My friend is obsessed with her body, to the point where she goes to bed hungry. She has also had quite a bit of cosmetic surgery. On numerous occasions she has stated, "if I was guaranteed to get my figure back, I would have a child tomorrow."
She is also considering adoption. Funnily enough OP, she is incredibly wealthy also.

tiredsville · 09/11/2008 19:11

P.S I'm also vain.

twentypence · 09/11/2008 19:18

How old are your children? When I was newly married and we stayed with friends with preschoolers (on the other side of the world)I was completely put off children.

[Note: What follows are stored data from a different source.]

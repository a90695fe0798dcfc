//! Category creation endpoint.

use axum::{
    Json,
    extract::{State, rejection::JsonRejection},
    http::StatusCode,
};

use crate::{
    Error,
    category::{Category, CategoryFormData, CategoryState, create_category},
    db::lock_connection,
    validation::WriteMode,
};

/// Handle a request to create a category.
pub async fn create_category_endpoint(
    State(state): State<CategoryState>,
    payload: Result<Json<CategoryFormData>, JsonRejection>,
) -> Result<(StatusCode, Json<Category>), Error> {
    let Json(form) = payload?;
    let new_category = form.validate(None, WriteMode::Create)?;

    let connection = lock_connection(&state.db_connection)?;

    let category = create_category(new_category, &connection)
        .inspect_err(|error| tracing::warn!("Could not create category: {error}"))?;

    Ok((StatusCode::CREATED, Json(category)))
}
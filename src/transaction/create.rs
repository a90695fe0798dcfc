//! Transaction creation: the workflow that stores and fills a new transaction,
//! and the endpoint that exposes it.

use axum::{
    Json,
    extract::{State, rejection::JsonRejection},
    http::{StatusCode, header},
};
use rusqlite::{Connection, Transaction as SqlTransaction, TransactionBehavior};

use crate::{
    Error, FieldErrors,
    currency::get_currency_by_code,
    db::lock_connection,
    endpoints::{self, format_endpoint},
    transaction::{
        NewTransaction, PaymentGateway, Transaction, TransactionState, UnfilledTransaction,
        fill_transaction, get_transaction, insert_transaction,
    },
};

/// Store a new transaction and give it a payment intent from `gateway`.
///
/// The currency lookup, the insert and the payment fill happen in one SQL
/// transaction, so either all of them are stored or none are.
///
/// # Errors
/// This function will return a:
/// - [Error::Validation] if no currency has the code `transaction.currency`,
/// - or [Error::SqlError] if there is some other SQL error.
pub fn create_transaction(
    transaction: NewTransaction,
    gateway: &dyn PaymentGateway,
    connection: &Connection,
) -> Result<Transaction, Error> {
    let sql_transaction = SqlTransaction::new_unchecked(connection, TransactionBehavior::Exclusive)?;

    let currency = get_currency_by_code(&transaction.currency, &sql_transaction).map_err(
        |error| match error {
            Error::NotFound => Error::Validation(FieldErrors::single(
                "currency",
                format!("Object with code={} does not exist.", transaction.currency),
            )),
            error => error,
        },
    )?;

    let id = insert_transaction(&transaction, currency.id, &sql_transaction)?;
    fill_transaction(id, gateway, &sql_transaction)?;
    let transaction = get_transaction(id, &sql_transaction)?;

    sql_transaction.commit()?;

    Ok(transaction)
}

/// Handle a request to create a transaction.
///
/// Responds with the submitted fields and the location of the new transaction.
pub async fn create_transaction_endpoint(
    State(state): State<TransactionState>,
    payload: Result<Json<UnfilledTransaction>, JsonRejection>,
) -> Result<(StatusCode, [(header::HeaderName, String); 1], Json<UnfilledTransaction>), Error> {
    let Json(form) = payload?;
    let new_transaction = form.validate()?;

    let connection = lock_connection(&state.db_connection)?;

    let transaction = create_transaction(
        new_transaction.clone(),
        state.payment_gateway.as_ref(),
        &connection,
    )
    .inspect_err(|error| tracing::warn!("Could not create transaction: {error}"))?;

    tracing::info!(
        "Created transaction {} with payment intent {:?}",
        transaction.id,
        transaction.payment_intent_id
    );

    Ok((
        StatusCode::CREATED,
        [(
            header::LOCATION,
            format_endpoint(endpoints::TRANSACTION, transaction.id),
        )],
        Json(new_transaction.into()),
    ))
}
//! Transaction update endpoints.

use axum::{
    Json,
    extract::{State, rejection::JsonRejection},
};

use crate::{
    Error,
    db::lock_connection,
    extract::Path,
    transaction::{
        FilledTransaction, TransactionId, TransactionState, TransactionUpdateFormData,
        get_transaction, update_transaction,
    },
    validation::WriteMode,
};

/// Replace a transaction's editable fields (PUT).
pub async fn update_transaction_endpoint(
    Path(transaction_id): Path<TransactionId>,
    State(state): State<TransactionState>,
    payload: Result<Json<TransactionUpdateFormData>, JsonRejection>,
) -> Result<Json<FilledTransaction>, Error> {
    edit_transaction(transaction_id, state, payload, WriteMode::Replace)
}

/// Update some of a transaction's editable fields (PATCH).
pub async fn partial_update_transaction_endpoint(
    Path(transaction_id): Path<TransactionId>,
    State(state): State<TransactionState>,
    payload: Result<Json<TransactionUpdateFormData>, JsonRejection>,
) -> Result<Json<FilledTransaction>, Error> {
    edit_transaction(transaction_id, state, payload, WriteMode::Patch)
}

// Updates never ask the payment gateway for a new intent.
fn edit_transaction(
    transaction_id: TransactionId,
    state: TransactionState,
    payload: Result<Json<TransactionUpdateFormData>, JsonRejection>,
    mode: WriteMode,
) -> Result<Json<FilledTransaction>, Error> {
    let Json(form) = payload?;
    let connection = lock_connection(&state.db_connection)?;

    let stored = get_transaction(transaction_id, &connection)?;
    let update = form.validate(&stored, mode)?;

    update_transaction(transaction_id, update, &connection)
        .inspect_err(|error| {
            tracing::warn!("Could not update transaction {transaction_id}: {error}")
        })
        .map(|transaction| Json(FilledTransaction::new(transaction, &state.link_base_url)))
}

#[cfg(test)]
mod edit_transaction_endpoint_tests {
    use axum::http::StatusCode;
    use serde_json::json;

    use crate::{
        endpoints::{self, format_endpoint},
        test_utils::{create_test_transaction, get_test_server, get_test_state},
        transaction::{FilledTransaction, PaymentStatus, get_transaction},
    };

    #[tokio::test]
    async fn put_ignores_read_only_fields() {
        let state = get_test_state();
        let transaction = create_test_transaction(&state.db_connection.lock().unwrap());
        let server = get_test_server(state.clone());

        let response = server
            .put(&format_endpoint(endpoints::TRANSACTION, transaction.id))
            .json(&json!({
                "id": 12345,
                "uid": "00000000-0000-0000-0000-000000000000",
                "name": "Grace",
                "email": "grace@example.com",
                "currency": "XXX",
                "payment_intent_id": "hacked",
                "link": "https://evil.example.com",
            }))
            .await;

        response.assert_status_ok();
        let got = response.json::<FilledTransaction>().transaction;
        assert_eq!(got.id, transaction.id);
        assert_eq!(got.uid, transaction.uid);
        assert_eq!(got.name, "Grace");
        assert_eq!(got.email, "grace@example.com");
        assert_eq!(got.currency, transaction.currency);
        assert_eq!(got.payment_intent_id, transaction.payment_intent_id);
        assert_eq!(got.message, transaction.message);
        assert_eq!(
            get_transaction(transaction.id, &state.db_connection.lock().unwrap()),
            Ok(got)
        );
    }

    #[tokio::test]
    async fn patch_marks_payment_done() {
        let state = get_test_state();
        let transaction = create_test_transaction(&state.db_connection.lock().unwrap());
        let server = get_test_server(state);

        let response = server
            .patch(&format_endpoint(endpoints::TRANSACTION, transaction.id))
            .json(&json!({ "payment_status": "done" }))
            .await;

        response.assert_status_ok();
        let got = response.json::<FilledTransaction>().transaction;
        assert_eq!(got.payment_status, PaymentStatus::Done);
        assert_eq!(got.name, transaction.name);
        assert_eq!(got.payment_intent_id, transaction.payment_intent_id);
    }

    #[tokio::test]
    async fn patch_with_invalid_status_returns_bad_request() {
        let state = get_test_state();
        let transaction = create_test_transaction(&state.db_connection.lock().unwrap());
        let server = get_test_server(state);

        let response = server
            .patch(&format_endpoint(endpoints::TRANSACTION, transaction.id))
            .json(&json!({ "payment_status": "refunded" }))
            .await;

        response.assert_status(StatusCode::BAD_REQUEST);
        response.assert_json(&json!({ "payment_status": ["\"refunded\" is not a valid choice."] }));
    }

    #[tokio::test]
    async fn patch_unknown_transaction_returns_not_found() {
        let server = get_test_server(get_test_state());

        let response = server
            .patch(&format_endpoint(endpoints::TRANSACTION, 999))
            .json(&json!({ "name": "Grace" }))
            .await;

        response.assert_status(StatusCode::NOT_FOUND);
    }
}
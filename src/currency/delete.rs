//! Currency deletion endpoint.

use axum::{
    extract::State,
    http::StatusCode,
};

use crate::{
    Error,
    currency::{CurrencyId, CurrencyState, delete_currency},
    db::lock_connection,
    extract::Path,
};

/// Handle currency deletion. Currencies that transactions are paid in are kept.
pub async fn delete_currency_endpoint(
    Path(currency_id): Path<CurrencyId>,
    State(state): State<CurrencyState>,
) -> Result<StatusCode, Error> {
    let connection = lock_connection(&state.db_connection)?;

    delete_currency(currency_id, &connection)
        .inspect_err(|error| tracing::warn!("Could not delete currency {currency_id}: {error}"))?;

    Ok(StatusCode::NO_CONTENT)
}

Next time we visited they were older, and we could play games with them, read to them, play the piano with them etc. (things more in our immediate skill set) and I thought to myself "I can do this, the baby stage is not forever!"

Talk of "children" still terrifies dh. He found it easier to talk about "child" and take it from there.

I think your friendship may be doomed, as even if she does have children your experiences and opinions are going to be so different that I doubt it will bring you closer together.

StealthPolarBANG · 09/11/2008 19:20

aargh!

beforesunrise · 09/11/2008 19:24

thanks everyone.

what i am taking away from this thread:

a) perhaps unconsciously i am a bit jealous of her- because of all the nice things she has, and because of her immaculate grooming and leisure time. i shouldnt let that colour my reactions to her words. perhaps she is also a bit jealous of me.

b) i should accept that we are different

c) i should let her talk about the topic, but not initiate, and not probe

d) if she says things that hurt me, i should point that out, but not make a big deal of it.

thanks for helping me think this through. i think perhaps our friendship is, if not doomed exactly, not destined to deepen anytime soon. apart from anything else, i live in NW London, and she is about to move to Surrey, so that will make it pretty hard to meet on a regular basis. i am a bit

OP posts:
StealthPolarBANG · 09/11/2008 19:25

wow you're patient
SHE DOESN'T BRING UP THE SUBJECT

AbbeyA · 09/11/2008 19:35

I think you should be happy with what you have. Material possessions don't make for happiness. I would say she is better off without children-some people are.

Judy1234 · 09/11/2008 20:05

it is technically possible to have your own genetic child but hire a US surrogate to give birth to it if she chooses adn then have nannies. She doesn't need to have to do all those things she thinks she hates. Give her that option.

I remember once taking the 3 children into work something I did about once every 2 years. They were about 1, 3 and 5. I was in the company's underground car park and we had a very very old Vauxhall Viva car. I got out the three jolly rosy cheeked children in their second hand clothes and drawing up next to me was a woman my age (28) who worked with me, single, immaculate, steeping out of her open topped mercedes and all I thought was wow I'm so lucky to have these three gorgeous children even in the old car even with them in second hand clothes rather than be her. I think she's never had children at all.

tiredsville · 09/11/2008 20:09

No offence Xenia, she was probably thinking the same about you. By the way, you can still have a flashy car , look immacualte and still have children.